Inflation fears, one of the drivers behind rising government bond yields, eased after the US Labor Department's consumer price index (CPI) showed that during May "core" inflation ticked up by just 0.1 percentage points. Together with other data, such as the sharp fall during the first quarter in US imports, which reduced the current account deficit to its lowest level since 2001, this suggests that there is still plenty of slack in the economy.
"The rise in bond yields from such a low base is not entirely unwelcome," says Green, though adding that "there is concern that their feeding through into higher mortgage rates might threaten the recovery." With bond yields now flattening out, the Fed should be able to maintain its accommodative monetary policy for longer than many thought possible.
What if the spring rally peters out and the longed-for recovery proves to be no more than a dead-cat bounce? "The Fed has expended almost all of its ammo," admits Hooper. "They could buy treasuries more aggressively, though I think they will hold off for now." On the other hand, he does not believe the Fed will raise interest rates until absolutely convinced that a sustainable recovery is under way. "We'll have to wait longer than the market is expecting," he predicts. "And if unemployment continues to rise, there will be more fiscal stimulus." That will delay any discussion of exit strategies. "While it is necessary to plan exit strategies well ahead," says Maki, "we are not going to be there any time soon."
Green believes that over the next six to 12 months "the US and other debtor nations will have to make more commitments to stabilize their deficits, through spending cuts or tax increases. That will pose a challenge to politicians.
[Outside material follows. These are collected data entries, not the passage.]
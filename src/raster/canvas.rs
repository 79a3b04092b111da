use crate::{
    foundation::{
        core::{Rgba8, Size},
        error::{StackError, StackResult},
        math::mul_div255_u16,
    },
    raster::frame::RasterImage,
};

/// How a placement's pixels combine with what is already on the canvas.
#[derive(Clone, Copy, Debug, Default, PartialEq, Eq)]
pub enum PlaceMode {
    /// Straight-alpha source-over compositing. Opaque source pixels overwrite.
    #[default]
    Over,
    /// Overwrite the target rectangle verbatim, alpha included.
    Copy,
}

/// An instruction to copy `image` into a canvas with its top-left corner at `(left, top)`.
#[derive(Clone, Copy, Debug)]
pub struct Placement<'a> {
    /// Source pixels.
    pub image: &'a RasterImage,
    /// Top offset in canvas pixels.
    pub top: u32,
    /// Left offset in canvas pixels.
    pub left: u32,
    /// Pixel combination rule.
    pub mode: PlaceMode,
}

impl<'a> Placement<'a> {
    /// Source-over placement at `(left, top)`.
    pub fn new(image: &'a RasterImage, top: u32, left: u32) -> Self {
        Self {
            image,
            top,
            left,
            mode: PlaceMode::Over,
        }
    }

    /// Same placement, overwriting instead of compositing.
    pub fn copy(self) -> Self {
        Self {
            mode: PlaceMode::Copy,
            ..self
        }
    }
}

/// A mutable RGBA8 buffer of fixed size, pre-filled with a background color.
///
/// Placements must lie entirely inside the canvas. An out-of-bounds placement is rejected with
/// [`StackError::InvalidArgument`] and leaves the buffer untouched; nothing is clipped.
#[derive(Debug)]
pub struct Canvas {
    size: Size,
    background: Rgba8,
    data: Vec<u8>,
}

impl Canvas {
    /// Allocate a `width x height` canvas filled with `background`.
    ///
    /// Fails with [`StackError::ResourceExhausted`] when the buffer cannot be allocated.
    pub fn new(width: u32, height: u32, background: Rgba8) -> StackResult<Self> {
        let size = Size::new(width, height);
        if size.is_empty() {
            return Err(StackError::invalid_argument(format!(
                "canvas dimensions must be positive, got {size}"
            )));
        }
        let len = size.rgba8_len()?;
        let mut data = Vec::new();
        data.try_reserve_exact(len)
            .map_err(|e| StackError::resource_exhausted(format!("allocate {size} canvas: {e}")))?;
        let px = background.to_array();
        for _ in 0..len / 4 {
            data.extend_from_slice(&px);
        }
        Ok(Self {
            size,
            background,
            data,
        })
    }

    /// Canvas dimensions.
    pub fn size(&self) -> Size {
        self.size
    }

    /// Fill color the canvas was created with.
    pub fn background(&self) -> Rgba8 {
        self.background
    }

    /// Apply one placement.
    pub fn place(&mut self, placement: &Placement<'_>) -> StackResult<()> {
        let img = placement.image;
        let right = u64::from(placement.left) + u64::from(img.width());
        let bottom = u64::from(placement.top) + u64::from(img.height());
        if right > u64::from(self.size.width) || bottom > u64::from(self.size.height) {
            return Err(StackError::invalid_argument(format!(
                "placement of {} at ({}, {}) exceeds {} canvas",
                img.size(),
                placement.left,
                placement.top,
                self.size
            )));
        }

        let stride = self.size.width as usize * 4;
        let row_len = img.width() as usize * 4;
        for y in 0..img.height() {
            let start = (placement.top + y) as usize * stride + placement.left as usize * 4;
            let dst = &mut self.data[start..start + row_len];
            let src = img.row(y);
            match placement.mode {
                PlaceMode::Copy => dst.copy_from_slice(src),
                PlaceMode::Over => {
                    for (d, s) in dst.chunks_exact_mut(4).zip(src.chunks_exact(4)) {
                        let out = over([d[0], d[1], d[2], d[3]], [s[0], s[1], s[2], s[3]]);
                        d.copy_from_slice(&out);
                    }
                }
            }
        }
        Ok(())
    }

    /// Apply placements in order.
    pub fn place_all(&mut self, placements: &[Placement<'_>]) -> StackResult<()> {
        for placement in placements {
            self.place(placement)?;
        }
        Ok(())
    }

    /// Freeze the canvas into an immutable raster.
    pub fn finalize(self) -> StackResult<RasterImage> {
        RasterImage::new(self.size.width, self.size.height, self.data)
    }
}

/// Straight-alpha `src over dst`.
pub(crate) fn over(dst: [u8; 4], src: [u8; 4]) -> [u8; 4] {
    match src[3] {
        255 => return src,
        0 => return dst,
        _ => {}
    }

    let sa = u16::from(src[3]);
    let da_inv = mul_div255_u16(u16::from(dst[3]), 255 - sa);
    let out_a = u32::from(sa + da_inv);

    let mut out = [0u8; 4];
    for i in 0..3 {
        let c = u32::from(src[i]) * u32::from(sa) + u32::from(dst[i]) * u32::from(da_inv);
        out[i] = ((c + out_a / 2) / out_a).min(255) as u8;
    }
    out[3] = out_a.min(255) as u8;
    out
}

#[cfg(test)]
#[path = "../../tests/unit/raster/canvas.rs"]
mod tests;
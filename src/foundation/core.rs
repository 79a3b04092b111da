use std::{fmt, str::FromStr};

use crate::foundation::error::{StackError, StackResult};

/// Pixel dimensions of an image or canvas.
#[derive(Clone, Copy, Debug, PartialEq, Eq, Hash, serde::Serialize, serde::Deserialize)]
pub struct Size {
    /// Width in pixels.
    pub width: u32,
    /// Height in pixels.
    pub height: u32,
}

impl Size {
    /// Create a size value. Zero dimensions are allowed here; constructors that need positive
    /// extents validate on their own.
    pub fn new(width: u32, height: u32) -> Self {
        Self { width, height }
    }

    /// Return `true` when either dimension is zero.
    pub fn is_empty(self) -> bool {
        self.width == 0 || self.height == 0
    }

    /// Number of bytes needed for a tightly packed RGBA8 buffer of this size.
    pub fn rgba8_len(self) -> StackResult<usize> {
        (self.width as usize)
            .checked_mul(self.height as usize)
            .and_then(|px| px.checked_mul(4))
            .ok_or_else(|| {
                StackError::resource_exhausted(format!(
                    "rgba8 buffer size overflow for {}x{}",
                    self.width, self.height
                ))
            })
    }
}

impl fmt::Display for Size {
    fn fmt(&self, f: &mut fmt::Formatter<'_>) -> fmt::Result {
        write!(f, "{}x{}", self.width, self.height)
    }
}

/// Straight-alpha RGBA8 color used for canvas backgrounds and cell padding.
///
/// Serialized as a `#RRGGBB` or `#RRGGBBAA` hex string.
#[derive(Clone, Copy, Debug, PartialEq, Eq, Hash, serde::Serialize, serde::Deserialize)]
#[serde(try_from = "String", into = "String")]
pub struct Rgba8 {
    /// Red channel.
    pub r: u8,
    /// Green channel.
    pub g: u8,
    /// Blue channel.
    pub b: u8,
    /// Alpha channel (255 = opaque).
    pub a: u8,
}

impl Rgba8 {
    /// Opaque white, the default background.
    pub const WHITE: Self = Self::opaque(255, 255, 255);
    /// Opaque black.
    pub const BLACK: Self = Self::opaque(0, 0, 0);

    /// Build an opaque color.
    pub const fn opaque(r: u8, g: u8, b: u8) -> Self {
        Self { r, g, b, a: 255 }
    }

    /// Channels in `[r, g, b, a]` order.
    pub const fn to_array(self) -> [u8; 4] {
        [self.r, self.g, self.b, self.a]
    }

    /// Build from `[r, g, b, a]`.
    pub const fn from_array(px: [u8; 4]) -> Self {
        Self {
            r: px[0],
            g: px[1],
            b: px[2],
            a: px[3],
        }
    }
}

impl Default for Rgba8 {
    fn default() -> Self {
        Self::WHITE
    }
}

impl FromStr for Rgba8 {
    type Err = StackError;

    fn from_str(s: &str) -> Result<Self, Self::Err> {
        let hex = s.trim();
        let hex = hex.strip_prefix('#').unwrap_or(hex);

        fn hex_byte(pair: &str) -> StackResult<u8> {
            u8::from_str_radix(pair, 16).map_err(|_| {
                StackError::invalid_argument(format!("invalid hex byte \"{pair}\" in color"))
            })
        }

        if !hex.is_ascii() {
            return Err(StackError::invalid_argument(format!(
                "color \"{s}\" must be #RRGGBB or #RRGGBBAA"
            )));
        }
        match hex.len() {
            6 => Ok(Self::opaque(
                hex_byte(&hex[0..2])?,
                hex_byte(&hex[2..4])?,
                hex_byte(&hex[4..6])?,
            )),
            8 => Ok(Self {
                r: hex_byte(&hex[0..2])?,
                g: hex_byte(&hex[2..4])?,
                b: hex_byte(&hex[4..6])?,
                a: hex_byte(&hex[6..8])?,
            }),
            _ => Err(StackError::invalid_argument(format!(
                "color \"{s}\" must be #RRGGBB or #RRGGBBAA"
            ))),
        }
    }
}

impl fmt::Display for Rgba8 {
    fn fmt(&self, f: &mut fmt::Formatter<'_>) -> fmt::Result {
        if self.a == 255 {
            write!(f, "#{:02x}{:02x}{:02x}", self.r, self.g, self.b)
        } else {
            write!(
                f,
                "#{:02x}{:02x}{:02x}{:02x}",
                self.r, self.g, self.b, self.a
            )
        }
    }
}

impl TryFrom<String> for Rgba8 {
    type Error = StackError;

    fn try_from(value: String) -> Result<Self, Self::Error> {
        value.parse()
    }
}

impl From<Rgba8> for String {
    fn from(value: Rgba8) -> Self {
        value.to_string()
    }
}

/// Target width:height ratio for strip canvases, both terms positive integers.
///
/// Kept as an exact rational so canvas-growth decisions never depend on float rounding.
#[derive(Clone, Copy, Debug, PartialEq, Eq, Hash, serde::Serialize, serde::Deserialize)]
#[serde(try_from = "String", into = "String")]
pub struct AspectRatio {
    width: u32,
    height: u32,
}

impl AspectRatio {
    /// Create a validated ratio; both terms must be non-zero.
    pub fn new(width: u32, height: u32) -> StackResult<Self> {
        if width == 0 || height == 0 {
            return Err(StackError::invalid_argument(format!(
                "aspect ratio terms must be > 0, got {width}:{height}"
            )));
        }
        Ok(Self { width, height })
    }

    /// Width term.
    pub fn width(self) -> u32 {
        self.width
    }

    /// Height term.
    pub fn height(self) -> u32 {
        self.height
    }

    /// Ratio as a float, for logging only.
    pub fn as_f64(self) -> f64 {
        f64::from(self.width) / f64::from(self.height)
    }
}

impl FromStr for AspectRatio {
    type Err = StackError;

    fn from_str(s: &str) -> Result<Self, Self::Err> {
        let malformed =
            || StackError::invalid_argument(format!("aspect ratio \"{s}\" must look like W:H"));
        let (w, h) = s.trim().split_once(':').ok_or_else(malformed)?;
        let w = w.trim().parse::<u32>().map_err(|_| malformed())?;
        let h = h.trim().parse::<u32>().map_err(|_| malformed())?;
        Self::new(w, h)
    }
}

impl fmt::Display for AspectRatio {
    fn fmt(&self, f: &mut fmt::Formatter<'_>) -> fmt::Result {
        write!(f, "{}:{}", self.width, self.height)
    }
}

impl TryFrom<String> for AspectRatio {
    type Error = StackError;

    fn try_from(value: String) -> Result<Self, Self::Error> {
        value.parse()
    }
}

impl From<AspectRatio> for String {
    fn from(value: AspectRatio) -> Self {
        value.to_string()
    }
}

#[cfg(test)]
#[path = "../../tests/unit/foundation/core.rs"]
mod tests;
Austerity is unpopular, even though it may be necessary."
While the animal spirits fueling the recent rally might have gotten ahead of themselves, "there is still ample scope for both business and consumer confidence to recover further from very depressed levels," according to Green. "The consensus is that we might have touched bottom," says Subacchi. "Some indicators, particularly in the US, UK and emerging markets, are beginning to point to an upturn. But conditions in other regional economies, most importantly the eurozone and emerging Europe, are still deteriorating and creating negative feedback effects."
If the mood remains cautious, it is one of cautious optimism. "There are signs of the economy turning a corner," says Hooper. "It will not be a booming economy, but it does look like growth."
Given how things stood back in January, that would be a signal success, not to mention a stunning endorsement of Obama and the Fed's approach of doing "whatever it takes."